*** SUPPLIED INFORMATION Section Begins ***
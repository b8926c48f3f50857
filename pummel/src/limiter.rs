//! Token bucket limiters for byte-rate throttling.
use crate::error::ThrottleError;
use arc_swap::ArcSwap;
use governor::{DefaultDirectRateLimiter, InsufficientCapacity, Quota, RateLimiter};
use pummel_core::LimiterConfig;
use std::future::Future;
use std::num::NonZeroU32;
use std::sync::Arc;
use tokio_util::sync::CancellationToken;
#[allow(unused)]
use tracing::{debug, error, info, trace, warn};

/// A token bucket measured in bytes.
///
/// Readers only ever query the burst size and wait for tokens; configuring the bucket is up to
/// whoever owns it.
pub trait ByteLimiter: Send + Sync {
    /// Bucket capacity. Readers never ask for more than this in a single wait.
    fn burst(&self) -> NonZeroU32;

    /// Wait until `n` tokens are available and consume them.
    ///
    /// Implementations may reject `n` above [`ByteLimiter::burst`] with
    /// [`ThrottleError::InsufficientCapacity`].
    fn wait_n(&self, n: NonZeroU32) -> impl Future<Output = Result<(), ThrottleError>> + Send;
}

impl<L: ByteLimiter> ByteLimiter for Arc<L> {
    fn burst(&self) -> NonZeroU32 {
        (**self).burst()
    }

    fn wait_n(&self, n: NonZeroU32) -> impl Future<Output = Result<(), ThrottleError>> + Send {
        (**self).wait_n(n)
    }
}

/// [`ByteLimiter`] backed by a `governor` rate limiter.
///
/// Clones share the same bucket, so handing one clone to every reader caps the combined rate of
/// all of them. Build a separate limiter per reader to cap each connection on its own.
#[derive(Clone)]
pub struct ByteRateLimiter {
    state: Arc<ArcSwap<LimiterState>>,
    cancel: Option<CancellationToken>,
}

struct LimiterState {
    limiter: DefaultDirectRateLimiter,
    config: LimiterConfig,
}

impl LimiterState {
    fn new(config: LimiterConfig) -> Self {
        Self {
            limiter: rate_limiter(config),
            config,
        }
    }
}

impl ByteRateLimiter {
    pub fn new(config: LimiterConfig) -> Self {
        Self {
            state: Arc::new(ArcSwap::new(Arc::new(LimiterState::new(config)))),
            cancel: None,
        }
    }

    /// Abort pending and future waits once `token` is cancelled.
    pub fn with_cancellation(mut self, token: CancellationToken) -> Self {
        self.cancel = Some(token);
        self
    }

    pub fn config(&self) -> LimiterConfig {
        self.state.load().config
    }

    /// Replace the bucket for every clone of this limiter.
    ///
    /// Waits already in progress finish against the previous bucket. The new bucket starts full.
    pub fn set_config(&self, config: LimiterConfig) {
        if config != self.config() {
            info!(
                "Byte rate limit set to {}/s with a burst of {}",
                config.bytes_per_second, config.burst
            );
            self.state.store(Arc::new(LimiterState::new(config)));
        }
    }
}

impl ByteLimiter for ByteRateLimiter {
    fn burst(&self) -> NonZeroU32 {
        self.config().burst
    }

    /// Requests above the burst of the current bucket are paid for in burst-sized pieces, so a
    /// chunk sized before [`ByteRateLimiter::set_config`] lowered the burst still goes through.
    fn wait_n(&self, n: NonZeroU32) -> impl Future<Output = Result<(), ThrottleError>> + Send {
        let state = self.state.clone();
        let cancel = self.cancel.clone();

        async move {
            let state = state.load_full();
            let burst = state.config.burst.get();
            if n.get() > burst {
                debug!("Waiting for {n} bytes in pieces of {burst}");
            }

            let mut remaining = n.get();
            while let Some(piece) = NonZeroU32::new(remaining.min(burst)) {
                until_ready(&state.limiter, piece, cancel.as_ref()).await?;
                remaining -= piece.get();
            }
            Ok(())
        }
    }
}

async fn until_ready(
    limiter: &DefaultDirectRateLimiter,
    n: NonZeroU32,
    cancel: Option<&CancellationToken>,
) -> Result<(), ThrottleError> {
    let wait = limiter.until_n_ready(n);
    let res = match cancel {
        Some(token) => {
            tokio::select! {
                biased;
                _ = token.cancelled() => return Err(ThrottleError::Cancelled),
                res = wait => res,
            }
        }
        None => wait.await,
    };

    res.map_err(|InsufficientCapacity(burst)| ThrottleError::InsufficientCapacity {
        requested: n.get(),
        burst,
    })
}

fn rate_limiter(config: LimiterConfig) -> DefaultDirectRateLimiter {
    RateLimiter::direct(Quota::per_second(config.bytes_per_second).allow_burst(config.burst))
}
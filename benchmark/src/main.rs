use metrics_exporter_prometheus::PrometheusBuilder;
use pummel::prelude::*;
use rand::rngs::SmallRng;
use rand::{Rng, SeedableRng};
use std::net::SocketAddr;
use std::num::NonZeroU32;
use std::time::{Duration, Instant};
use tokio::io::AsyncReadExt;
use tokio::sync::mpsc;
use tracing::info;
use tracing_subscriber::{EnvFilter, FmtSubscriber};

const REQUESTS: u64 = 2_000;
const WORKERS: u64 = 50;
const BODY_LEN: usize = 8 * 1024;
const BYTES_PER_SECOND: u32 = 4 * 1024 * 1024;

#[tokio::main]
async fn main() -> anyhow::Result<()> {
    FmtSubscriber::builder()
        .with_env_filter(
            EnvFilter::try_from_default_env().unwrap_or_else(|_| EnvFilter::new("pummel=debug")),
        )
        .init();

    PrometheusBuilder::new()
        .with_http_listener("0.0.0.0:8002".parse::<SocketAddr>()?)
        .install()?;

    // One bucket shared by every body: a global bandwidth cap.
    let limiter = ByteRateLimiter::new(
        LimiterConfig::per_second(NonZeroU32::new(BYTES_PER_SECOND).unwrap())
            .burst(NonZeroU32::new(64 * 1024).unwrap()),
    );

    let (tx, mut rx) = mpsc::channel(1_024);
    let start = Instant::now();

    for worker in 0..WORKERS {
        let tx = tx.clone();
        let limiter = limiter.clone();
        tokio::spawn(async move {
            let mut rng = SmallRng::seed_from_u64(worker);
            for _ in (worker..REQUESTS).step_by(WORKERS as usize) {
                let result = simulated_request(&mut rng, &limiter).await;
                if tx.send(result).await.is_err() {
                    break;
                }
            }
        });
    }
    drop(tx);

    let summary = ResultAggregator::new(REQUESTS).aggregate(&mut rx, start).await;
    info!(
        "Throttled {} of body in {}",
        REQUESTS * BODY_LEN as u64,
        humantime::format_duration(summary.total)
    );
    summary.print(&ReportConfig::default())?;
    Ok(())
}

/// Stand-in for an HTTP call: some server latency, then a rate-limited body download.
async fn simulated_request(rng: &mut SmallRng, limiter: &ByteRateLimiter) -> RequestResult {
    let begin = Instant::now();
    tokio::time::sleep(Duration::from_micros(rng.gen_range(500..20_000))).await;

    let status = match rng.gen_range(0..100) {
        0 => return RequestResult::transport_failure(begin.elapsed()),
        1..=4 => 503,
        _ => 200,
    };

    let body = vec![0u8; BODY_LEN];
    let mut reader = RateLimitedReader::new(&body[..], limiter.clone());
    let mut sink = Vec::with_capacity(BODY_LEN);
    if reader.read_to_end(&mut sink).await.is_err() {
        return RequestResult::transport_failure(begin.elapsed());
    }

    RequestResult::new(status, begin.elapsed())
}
*** SUPPLIED INFORMATION Section Ends ***
# TASK TO CARRY OUT:
Here the job is to restate all of the data word for word.

# SOLVED EXERCISE:
repository b8926c48f3f50857
filename pummel/src/limiter.rs
//! Token bucket limiters for byte-rate throttling.
use crate::error::ThrottleError;
use arc_swap::ArcSwap;
use governor::{DefaultDirectRateLimiter, InsufficientCapacity, Quota, RateLimiter};
use pummel_core::LimiterConfig;
use std::future::Future;
use std::num::NonZeroU32;
use std::sync::Arc;
use tokio_util::sync::CancellationToken;
#[allow(unused)]
use tracing::{debug, error, info, trace, warn};

/// A token bucket measured in bytes.
///
/// Readers only ever query the burst size and wait for tokens; configuring the bucket is up to
/// whoever owns it.
pub trait ByteLimiter: Send + Sync {
    /// Bucket capacity. Readers never ask for more than this in a single wait.
    fn burst(&self) -> NonZeroU32;

    /// Wait until `n` tokens are available and consume them.
    ///
    /// Implementations may reject `n` above [`ByteLimiter::burst`] with
    /// [`ThrottleError::InsufficientCapacity`].
    fn wait_n(&self, n: NonZeroU32) -> impl Future<Output = Result<(), ThrottleError>> + Send;
}

impl<L: ByteLimiter> ByteLimiter for Arc<L> {
    fn burst(&self) -> NonZeroU32 {
        (**self).burst()
    }

    fn wait_n(&self, n: NonZeroU32) -> impl Future<Output = Result<(), ThrottleError>> + Send {
        (**self).wait_n(n)
    }
}

/// [`ByteLimiter`] backed by a `governor` rate limiter.
///
/// Clones share the same bucket, so handing one clone to every reader caps the combined rate of
/// all of them. Build a separate limiter per reader to cap each connection on its own.
#[derive(Clone)]
pub struct ByteRateLimiter {
    state: Arc<ArcSwap<LimiterState>>,
    cancel: Option<CancellationToken>,
}

struct LimiterState {
    limiter: DefaultDirectRateLimiter,
    config: LimiterConfig,
}

impl LimiterState {
    fn new(config: LimiterConfig) -> Self {
        Self {
            limiter: rate_limiter(config),
            config,
        }
    }
}

impl ByteRateLimiter {
    pub fn new(config: LimiterConfig) -> Self {
        Self {
            state: Arc::new(ArcSwap::new(Arc::new(LimiterState::new(config)))),
            cancel: None,
        }
    }

    /// Abort pending and future waits once `token` is cancelled.
    pub fn with_cancellation(mut self, token: CancellationToken) -> Self {
        self.cancel = Some(token);
        self
    }

    pub fn config(&self) -> LimiterConfig {
        self.state.load().config
    }

    /// Replace the bucket for every clone of this limiter.
    ///
    /// Waits already in progress finish against the previous bucket. The new bucket starts full.
    pub fn set_config(&self, config: LimiterConfig) {
        if config != self.config() {
            info!(
                "Byte rate limit set to {}/s with a burst of {}",
                config.bytes_per_second, config.burst
            );
            self.state.store(Arc::new(LimiterState::new(config)));
        }
    }
}

impl ByteLimiter for ByteRateLimiter {
    fn burst(&self) -> NonZeroU32 {
        self.config().burst
    }

    /// Requests above the burst of the current bucket are paid for in burst-sized pieces, so a
    /// chunk sized before [`ByteRateLimiter::set_config`] lowered the burst still goes through.
    fn wait_n(&self, n: NonZeroU32) -> impl Future<Output = Result<(), ThrottleError>> + Send {
        let state = self.state.clone();
        let cancel = self.cancel.clone();

        async move {
            let state = state.load_full();
            let burst = state.config.burst.get();
            if n.get() > burst {
                debug!("Waiting for {n} bytes in pieces of {burst}");
            }

            let mut remaining = n.get();
            while let Some(piece) = NonZeroU32::new(remaining.min(burst)) {
                until_ready(&state.limiter, piece, cancel.as_ref()).await?;
                remaining -= piece.get();
            }
            Ok(())
        }
    }
}

async fn until_ready(
    limiter: &DefaultDirectRateLimiter,
    n: NonZeroU32,
    cancel: Option<&CancellationToken>,
) -> Result<(), ThrottleError> {
    let wait = limiter.until_n_ready(n);
    let res = match cancel {
        Some(token) => {
            tokio::select! {
                biased;
                _ = token.cancelled() => return Err(ThrottleError::Cancelled),
                res = wait => res,
            }
        }
        None => wait.await,
    };

    res.map_err(|InsufficientCapacity(burst)| ThrottleError::InsufficientCapacity {
        requested: n.get(),
        burst,
    })
}

fn rate_limiter(config: LimiterConfig) -> DefaultDirectRateLimiter {
    RateLimiter::direct(Quota::per_second(config.bytes_per_second).allow_burst(config.burst))
}
filename benchmark/src/main.rs
use metrics_exporter_prometheus::PrometheusBuilder;
use pummel::prelude::*;
use rand::rngs::SmallRng;
use rand::{Rng, SeedableRng};
use std::net::SocketAddr;
use std::num::NonZeroU32;
use std::time::{Duration, Instant};
use tokio::io::AsyncReadExt;
use tokio::sync::mpsc;
use tracing::info;
use tracing_subscriber::{EnvFilter, FmtSubscriber};

const REQUESTS: u64 = 2_000;
const WORKERS: u64 = 50;
const BODY_LEN: usize = 8 * 1024;
const BYTES_PER_SECOND: u32 = 4 * 1024 * 1024;

#[tokio::main]
async fn main() -> anyhow::Result<()> {
    FmtSubscriber::builder()
        .with_env_filter(
            EnvFilter::try_from_default_env().unwrap_or_else(|_| EnvFilter::new("pummel=debug")),
        )
        .init();

    PrometheusBuilder::new()
        .with_http_listener("0.0.0.0:8002".parse::<SocketAddr>()?)
        .install()?;

    // One bucket shared by every body: a global bandwidth cap.
    let limiter = ByteRateLimiter::new(
        LimiterConfig::per_second(NonZeroU32::new(BYTES_PER_SECOND).unwrap())
            .burst(NonZeroU32::new(64 * 1024).unwrap()),
    );

    let (tx, mut rx) = mpsc::channel(1_024);
    let start = Instant::now();

    for worker in 0..WORKERS {
        let tx = tx.clone();
        let limiter = limiter.clone();
        tokio::spawn(async move {
            let mut rng = SmallRng::seed_from_u64(worker);
            for _ in (worker..REQUESTS).step_by(WORKERS as usize) {
                let result = simulated_request(&mut rng, &limiter).await;
                if tx.send(result).await.is_err() {
                    break;
                }
            }
        });
    }
    drop(tx);

    let summary = ResultAggregator::new(REQUESTS).aggregate(&mut rx, start).await;
    info!(
        "Throttled {} of body in {}",
        REQUESTS * BODY_LEN as u64,
        humantime::format_duration(summary.total)
    );
    summary.print(&ReportConfig::default())?;
    Ok(())
}

/// Stand-in for an HTTP call: some server latency, then a rate-limited body download.
async fn simulated_request(rng: &mut SmallRng, limiter: &ByteRateLimiter) -> RequestResult {
    let begin = Instant::now();
    tokio::time::sleep(Duration::from_micros(rng.gen_range(500..20_000))).await;

    let status = match rng.gen_range(0..100) {
        0 => return RequestResult::transport_failure(begin.elapsed()),
        1..=4 => 503,
        _ => 200,
    };

    let body = vec![0u8; BODY_LEN];
    let mut reader = RateLimitedReader::new(&body[..], limiter.clone());
    let mut sink = Vec::with_capacity(BODY_LEN);
    if reader.read_to_end(&mut sink).await.is_err() {
        return RequestResult::transport_failure(begin.elapsed());
    }

    RequestResult::new(status, begin.elapsed())
}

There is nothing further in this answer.